The Asana Files: Trikonasana as Strength-Receiving | Mark Whitwell

Tirumalai Krishnamacharya’s life represents a bridge between ancient past and modern present. Born in 1888 and dying only recently in 1989, he was the vehicle by which the physical wisdom practices of Yoga entered modern India and then the world.

After spending seven and a half years at Mount Kailash with his guru Ramamohan Brahmachari, he returned home and began to teach. He was teacher to the most prominent figures of 20th century Yoga: B.K.S. Iyengar, Pattabhi Jois, Indra Devi, and his son TKV Desikachar.

Krishnamacharya taught Yoga as the union of opposites: as each person’s perfect participation in the male-female harmony that is nature of Life Itself. The principle means of this participation is the breath.


The exhale carries the male principle of strength and the ascending life-current. Whereas the inhale carries the female principle of receptivity and the descending life-current. The exhale moves up from the body base; the inhale moves down the soft, feeling frontal line.

When we merge the two in our sadhana we feel into and enjoy the male-female union; the harmony of strength and receptivity that is our exquisite animal inheritance; a profound intelligence how our body-mind is functioning.

Beyond our own form, we can see the same principle manifesting in nature. A tree, for example, is the union of a strong ascending trunk with a deliciously soft foliage of leaves. In this union, the trunk supports the leaves and the leaves support the trunk to receive the energy of the sun.

Our ancestors recognised the union of strength and receptivity was the very nature of Reality Itself. And so, asana was developed over millennia as the practical means by which any person could participate directly in the absolute condition of Reality Itself. Happiness arises when we relax into the reality of our Natural State.

For the publication of his 1934 book Yoga Makaranda, Krishnamacharya took steps to document right asana practice in a time when photography was very expensive. This was not about an idea of a perfect, ideal posture but more a visual representation of what asana looks like when it is practiced as the perfect union of the male-female aspects.

In trikonasana, keep equal weight through the front of each foot with the toes active. Muladhara bandha and Uddiyana bandha will be there naturally when the body base and the belly is drawn in and up on the exhale.

We participate in a column of breath: above to below, strength-receiving, the male-female collaboration. The head and eyes can turn to the hand above on an exhale. On an inhale, the chest can open and the twist can be relaxed so that the descent of the inhale has room to permeate the whole-body.

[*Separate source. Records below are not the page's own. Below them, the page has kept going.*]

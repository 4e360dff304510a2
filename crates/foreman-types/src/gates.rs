use serde::{Deserialize, Serialize};

/// How a gate's sandbox result is judged.
#[derive(Debug, Clone, Copy, Default, PartialEq, Eq, Serialize, Deserialize)]
#[serde(rename_all = "snake_case")]
pub enum PassCriteria {
    /// Some configurations write `exit_code_0`; both spell the same check.
    #[default]
    #[serde(alias = "exit_code_0")]
    ExitCodeZero,
    OutputContains,
    OutputMatches,
}

/// A named quality check the coder phase must pass before committing.
/// Accepts the shorthand keys (`cmd`, `pass`, `timeout`) seen in hand
/// written gate configs.
#[derive(Debug, Clone, Serialize, Deserialize)]
pub struct GateSpec {
    pub name: String,
    #[serde(alias = "cmd")]
    pub command: String,
    #[serde(default)]
    pub args: Vec<String>,
    #[serde(default, alias = "pass")]
    pub pass_criteria: PassCriteria,
    /// Literal or regex, depending on the criteria.
    #[serde(default, skip_serializing_if = "Option::is_none")]
    pub expected: Option<String>,
    #[serde(default, alias = "timeout", skip_serializing_if = "Option::is_none")]
    pub timeout_secs: Option<u64>,
    /// Match `expected` against stderr instead of stdout.
    #[serde(default)]
    pub match_stderr: bool,
}

#[derive(Debug, Clone, Serialize, Deserialize)]
pub struct GateResult {
    pub name: String,
    pub passed: bool,
    pub exit_code: i32,
    pub stdout: String,
    pub stderr: String,
    pub duration_ms: u64,
    #[serde(default, skip_serializing_if = "Option::is_none")]
    pub error: Option<String>,
}

#[derive(Debug, Clone, Serialize, Deserialize)]
pub struct GateReport {
    pub total: usize,
    pub passed: usize,
    pub all_passed: bool,
    pub results: Vec<GateResult>,
}

impl GateReport {
    pub fn from_results(results: Vec<GateResult>) -> Self {
        let total = results.len();
        let passed = results.iter().filter(|r| r.passed).count();
        Self {
            total,
            passed,
            all_passed: passed == total,
            results,
        }
    }

    /// Trailer fragment for commit messages, e.g. `2/2 passed`.
    pub fn summary_line(&self) -> String {
        format!("{}/{} passed", self.passed, self.total)
    }
}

The quality of strength-receiving in asana are not an ideal to reach for. It is already how your whole body is functioning. We simply participate in what is already happening. We stop interfering with the natural state of the body with our culturally programmed mind. We do this by letting the breath guide all asana.

“When practising asana, the breath that is inhaled into the body and the breath that is exhaled out must be kept equal. Moreover, practise the asana with their vinyasas by breathing only through the nose.

Just as music without sruti and laya will not give any pleasure, similarly asana practice done without vinyasa krama will not give good health. When that is so, what more is there to say about long life and strength in this context?” — Yoga Makaranda (1934)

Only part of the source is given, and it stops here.